Sometimes, if the surgery is done by one dentist and the implants are placed by another, there is a communication problem and they are placed in a position that makes it difficult or impossible to restore them correctly. What should be done is that the restorative dentist should make some type of surgical guide that fits in your mouth and that fixes the exact position and angle where the implant should be placed. But a lot of dentists don’t do that.
I wish you the best,
– Dr. Hall
This is a reply that Lilly sent
Thank you for the comprehensive answer. I am suspecting the problem lies with the surgeon. He insisted he was in charge. I never saw the restorative dentist he referred me to until after he was done with the implants.
I have an appointment with both the surgeon (periodontist) and the restorative dentist in two weeks. I am hoping that these implants don’t have to be redone. In that case, is it fair for me to request a refund? I don’t want to return to this periodontist and dentist. You would think the restorative dentist would have known better than to just go ahead and make the bridge and charge me when he knew it was wrong.
-Lilly from California
Very interesting, to get that additional information from you. In my humble opinion, you are within your rights to ask for a refund, assuming that we have this sized up correctly. It is an established principle of implant dentistry that the implants need to be placed according to a restorative treatment plan, and that a surgeon should not place them until the restorative dentist has examined the case and made the determination of where they need to be. Sounds like the surgeon skipped that step.
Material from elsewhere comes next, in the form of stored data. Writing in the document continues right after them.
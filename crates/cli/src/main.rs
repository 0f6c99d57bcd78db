use clap::Parser;
use std::path::PathBuf;
use std::process;
use tracing_subscriber::EnvFilter;

use tally_cli::{Command, HolidayArgs};
use tally_db::{Database, DbError};

/// Environment variable name for the database path
const TALLY_DB_PATH_ENV: &str = "TALLY_DB_PATH";

/// Tally - working-day age reports for task queues
#[derive(Parser)]
#[command(name = "tly")]
#[command(version = "0.1.0")]
#[command(about = "Working-day age reports for task queues", long_about = None)]
struct Args {
    /// Path to the database directory (can also be set via TALLY_DB_PATH env var)
    #[arg(long, global = true)]
    db: Option<PathBuf>,

    #[command(flatten)]
    holidays: HolidayArgs,

    /// Subcommand to execute
    #[command(subcommand)]
    command: Option<Command>,
}

/// Get the database path from command line, environment variable, or default.
///
/// Priority:
/// 1. Command line --db argument
/// 2. TALLY_DB_PATH environment variable (if non-empty)
/// 3. Default path (<project root>/.tally/data)
fn resolve_db_path(cli_db: Option<PathBuf>) -> PathBuf {
    if let Some(path) = cli_db {
        return path;
    }

    if let Ok(env_path) = std::env::var(TALLY_DB_PATH_ENV)
        && !env_path.is_empty()
    {
        return PathBuf::from(env_path);
    }

    Database::default_path()
}

/// Initialize logging from the RUST_LOG environment variable
///
/// Examples:
/// - `RUST_LOG=trace` - show all trace logs
/// - `RUST_LOG=tally_core=debug` - show report building details
/// - `RUST_LOG=warn` - show warn and above (default)
fn init_logging() {
    let env_filter = EnvFilter::try_from_default_env().unwrap_or_else(|_| EnvFilter::new("warn"));

    tracing_subscriber::fmt()
        .with_env_filter(env_filter)
        .with_target(true)
        .with_level(true)
        .init();
}

#[tokio::main]
async fn main() {
    init_logging();

    if let Err(e) = run_app().await {
        eprintln!("error: {}", e.full_message());
        process::exit(1);
    }
}

/// Main application logic - separated for testability
async fn run_app() -> Result<(), DbError> {
    let args = Args::parse();
    run_with_args(&args).await
}

/// Run the application with the given arguments
async fn run_with_args(args: &Args) -> Result<(), DbError> {
    let Some(cmd) = &args.command else {
        println!("Welcome to Tally!");
        println!("Use 'tly --help' for usage information.");
        return Ok(());
    };

    let calendar = args.holidays.calendar();

    let result = match cmd {
        // Offset conversion never touches stored tasks
        Command::Convert(convert) => convert.execute(&calendar)?,
        _ => {
            let db_path = resolve_db_path(args.db.clone());
            let db = Database::connect(&db_path).await?;
            db.init().await?;
            cmd.execute(&db, &calendar).await?
        }
    };
    println!("{}", result);

    Ok(())
}
//! Converters bound to one report build
//!
//! A report is built for a fixed list of column headers and a fixed reference
//! instant. Binding the converters to those inputs lets a later drill-down
//! request reuse exactly the state the report was built with, including the
//! calendar's warm holiday cache. Two converters initialized from equal
//! inputs compare equal.

use crate::calendar::HolidayCalendar;
use crate::convert::{DaysToWorkingDays, WorkingDaysToDays};
use crate::error::{ReportError, ReportResult};
use crate::header::{AgeRange, TimeIntervalColumnHeader};
use crate::item::QueryItem;
use chrono::{DateTime, NaiveDate, Utc};
use std::collections::{BTreeSet, HashMap};
use std::sync::Arc;
use tracing::debug;

/// Forward converter bound to a report's headers and reference instant
#[derive(Debug, Clone, PartialEq, Eq)]
pub struct DaysToWorkingDaysReportConverter {
    column_headers: Vec<TimeIntervalColumnHeader>,
    reference: DateTime<Utc>,
    converter: DaysToWorkingDays,
}

impl DaysToWorkingDaysReportConverter {
    /// Bind a forward converter to one report build
    pub fn initialize(
        column_headers: Vec<TimeIntervalColumnHeader>,
        reference: DateTime<Utc>,
        calendar: Arc<HolidayCalendar>,
    ) -> Self {
        Self {
            column_headers,
            reference,
            converter: DaysToWorkingDays::new(calendar),
        }
    }

    /// Convert a raw day offset from the reference instant
    pub fn convert_days_to_working_days(&self, days: i32) -> ReportResult<i32> {
        self.converter.convert(self.reference_date(), days)
    }

    /// Convert the age of every item, leaving keys and counts untouched.
    ///
    /// Each distinct raw age is converted once.
    pub fn convert_items(&self, items: Vec<QueryItem>) -> ReportResult<Vec<QueryItem>> {
        let mut converted: HashMap<i32, i32> = HashMap::new();
        let mut result = Vec::with_capacity(items.len());

        for item in items {
            let days = item.age_in_days();
            let working_days = match converted.get(&days) {
                Some(&working_days) => working_days,
                None => {
                    let working_days = self.convert_days_to_working_days(days)?;
                    converted.insert(days, working_days);
                    working_days
                }
            };
            result.push(item.with_age(working_days));
        }

        debug!(
            items = result.len(),
            distinct_ages = converted.len(),
            "Converted item ages to working days"
        );
        Ok(result)
    }

    /// Column headers of the bound report
    pub fn column_headers(&self) -> &[TimeIntervalColumnHeader] {
        &self.column_headers
    }

    /// Reference instant of the bound report
    pub fn reference(&self) -> DateTime<Utc> {
        self.reference
    }

    fn reference_date(&self) -> NaiveDate {
        self.reference.date_naive()
    }
}

/// Inverse converter bound to a report's headers and reference instant
#[derive(Debug, Clone, PartialEq, Eq)]
pub struct WorkingDaysToDaysReportConverter {
    column_headers: Vec<TimeIntervalColumnHeader>,
    reference: DateTime<Utc>,
    converter: WorkingDaysToDays,
}

impl WorkingDaysToDaysReportConverter {
    /// Bind an inverse converter to one report build
    pub fn initialize(
        column_headers: Vec<TimeIntervalColumnHeader>,
        reference: DateTime<Utc>,
        calendar: Arc<HolidayCalendar>,
    ) -> Self {
        Self {
            column_headers,
            reference,
            converter: WorkingDaysToDays::new(calendar),
        }
    }

    /// Expand a working-day offset into the raw day offsets mapping to it
    pub fn convert_working_days_to_days(&self, working_days: i32) -> ReportResult<BTreeSet<i32>> {
        self.converter.convert(self.reference.date_naive(), working_days)
    }

    /// Raw-day age range covered by a column header.
    ///
    /// The lower bound is the earliest raw day mapping to the header's lower
    /// bound, the upper bound the latest raw day mapping to its upper bound.
    /// Unbounded ends stay unbounded.
    pub fn age_range(&self, header: &TimeIntervalColumnHeader) -> ReportResult<AgeRange> {
        let lower = header
            .lower()
            .map(|lower| self.first_day(lower))
            .transpose()?;
        let upper = header
            .upper()
            .map(|upper| self.last_day(upper))
            .transpose()?;
        Ok(AgeRange::new(lower, upper))
    }

    /// Raw-day age range covered by the column at `index`.
    ///
    /// # Errors
    ///
    /// Returns `ReportError::InvalidArgument` if the report has no such column.
    pub fn age_range_for_column(&self, index: usize) -> ReportResult<AgeRange> {
        let header = self.column_headers.get(index).ok_or_else(|| {
            ReportError::invalid_argument(format!(
                "column {} does not exist; the report has {} columns",
                index,
                self.column_headers.len()
            ))
        })?;
        self.age_range(header)
    }

    /// Column headers of the bound report
    pub fn column_headers(&self) -> &[TimeIntervalColumnHeader] {
        &self.column_headers
    }

    /// Reference instant of the bound report
    pub fn reference(&self) -> DateTime<Utc> {
        self.reference
    }

    fn first_day(&self, working_days: i32) -> ReportResult<i32> {
        self.convert_working_days_to_days(working_days)?
            .first()
            .copied()
            .ok_or_else(|| empty_preimage(working_days))
    }

    fn last_day(&self, working_days: i32) -> ReportResult<i32> {
        self.convert_working_days_to_days(working_days)?
            .last()
            .copied()
            .ok_or_else(|| empty_preimage(working_days))
    }
}

fn empty_preimage(working_days: i32) -> ReportError {
    ReportError::invalid_argument(format!(
        "working-day offset {} has no calendar days",
        working_days
    ))
}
Get your independent opinion from an implant dentist with a credential from the ICOI or AAID, as I mentioned in my earlier e-mail, and if it is determined that the problem was in the location of the implants and that they need to be replaced, then yes, I would complain. And actually, rather than a refund, ask that the surgeon pay whatever the cost would be to fix the problem, because it will likely cost more to get this fixed right than it cost to do it in the first place, plus you have to re-do the restorative part. I think there is some legal liability here to get this fixed right.